→ **YOUR ASSIGNMENT**
What lines of the material below include the string "ResultMapping"? Copy all of them.

──────── EXTRACTED MATERIAL

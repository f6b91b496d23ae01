//! # 前线轨道
//!
//! 由轨道占据数与本征值求 HOMO/LUMO。轨道按能量升序排列，
//! 最后一个占据数大于 0.1 的轨道为 HOMO，其后第一个为 LUMO。
//! 自旋非限制计算分别扫描 α、β 轨道：HOMO 取两者较高者，LUMO 取较低者。
//!
//! ## 依赖关系
//! - 被 `mopac/analyze.rs` 使用

use crate::models::ResultMapping;

/// 视为占据的最小占据数
pub const OCCUPIED_THRESHOLD: f64 = 0.1;

/// 前线轨道能量 (eV)
#[derive(Debug, Clone, Copy, PartialEq)]
pub struct FrontierOrbitals {
    pub homo: f64,
    pub lumo: Option<f64>,
}

impl FrontierOrbitals {
    pub fn gap(&self) -> Option<f64> {
        self.lumo.map(|lumo| lumo - self.homo)
    }
}

/// 扫描一组轨道，返回 (HOMO, LUMO)
pub fn scan(occupancies: &[f64], energies: &[f64]) -> (Option<f64>, Option<f64>) {
    let mut homo = None;
    for (&occupancy, &energy) in occupancies.iter().zip(energies) {
        if occupancy > OCCUPIED_THRESHOLD {
            homo = Some(energy);
        } else {
            return (homo, Some(energy));
        }
    }
    (homo, None)
}

/// 从结果映射中求前线轨道；没有占据轨道时返回 `None`
pub fn frontier_orbitals(data: &ResultMapping) -> Option<FrontierOrbitals> {
    let (homo, lumo) = match (
        data.floats("MOLECULAR_ORBITAL_OCCUPANCIES"),
        data.floats("EIGENVALUES"),
    ) {
        (Some(occupancies), Some(energies)) => scan(&occupancies, &energies),
        _ => {
            let alpha = scan(
                &data.floats("ALPHA_MOLECULAR_ORBITAL_OCCUPANCIES")?,
                &data.floats("ALPHA_EIGENVALUES")?,
            );
            let beta = scan(
                &data.floats("BETA_MOLECULAR_ORBITAL_OCCUPANCIES")?,
                &data.floats("BETA_EIGENVALUES")?,
            );
            (max_option(alpha.0, beta.0), min_option(alpha.1, beta.1))
        }
    };

    homo.map(|homo| FrontierOrbitals { homo, lumo })
}

fn max_option(a: Option<f64>, b: Option<f64>) -> Option<f64> {
    match (a, b) {
        (Some(a), Some(b)) => Some(a.max(b)),
        (a, b) => a.or(b),
    }
}

fn min_option(a: Option<f64>, b: Option<f64>) -> Option<f64> {
    match (a, b) {
        (Some(a), Some(b)) => Some(a.min(b)),
        (a, b) => a.or(b),
    }
}

#[cfg(test)]
mod tests {
    use super::*;
    use crate::models::ResultValue;

    fn mapping(pairs: &[(&str, Vec<f64>)]) -> ResultMapping {
        let mut data = ResultMapping::new();
        for (key, values) in pairs {
            data.insert(*key, ResultValue::FloatArray(values.clone()));
        }
        data
    }

    #[test]
    fn test_closed_shell() {
        let data = mapping(&[
            ("MOLECULAR_ORBITAL_OCCUPANCIES", vec![2.0, 2.0, 0.0, 0.0]),
            ("EIGENVALUES", vec![-10.0, -8.0, -1.0, 3.0]),
        ]);
        let orbitals = frontier_orbitals(&data).unwrap();
        assert_eq!(orbitals.homo, -8.0);
        assert_eq!(orbitals.lumo, Some(-1.0));
        assert_eq!(format!("{:.2}", orbitals.gap().unwrap()), "7.00");
    }

    #[test]
    fn test_all_occupied_has_no_lumo() {
        let (homo, lumo) = scan(&[2.0, 2.0], &[-10.0, -8.0]);
        assert_eq!(homo, Some(-8.0));
        assert_eq!(lumo, None);
    }

    #[test]
    fn test_unrestricted() {
        let data = mapping(&[
            ("ALPHA_MOLECULAR_ORBITAL_OCCUPANCIES", vec![1.0, 1.0, 0.0]),
            ("ALPHA_EIGENVALUES", vec![-12.0, -7.5, -0.5]),
            ("BETA_MOLECULAR_ORBITAL_OCCUPANCIES", vec![1.0, 0.0, 0.0]),
            ("BETA_EIGENVALUES", vec![-11.0, -2.0, 1.0]),
        ]);
        let orbitals = frontier_orbitals(&data).unwrap();
        assert_eq!(orbitals.homo, -7.5);
        assert_eq!(orbitals.lumo, Some(-2.0));
    }

    #[test]
    fn test_missing_orbitals() {
        assert!(frontier_orbitals(&ResultMapping::new()).is_none());
    }
}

────────────────

→ **ANSWER SECTION**
use crate::models::ResultMapping;
pub fn frontier_orbitals(data: &ResultMapping) -> Option<FrontierOrbitals> {
    fn mapping(pairs: &[(&str, Vec<f64>)]) -> ResultMapping {
        let mut data = ResultMapping::new();
        assert!(frontier_orbitals(&ResultMapping::new()).is_none());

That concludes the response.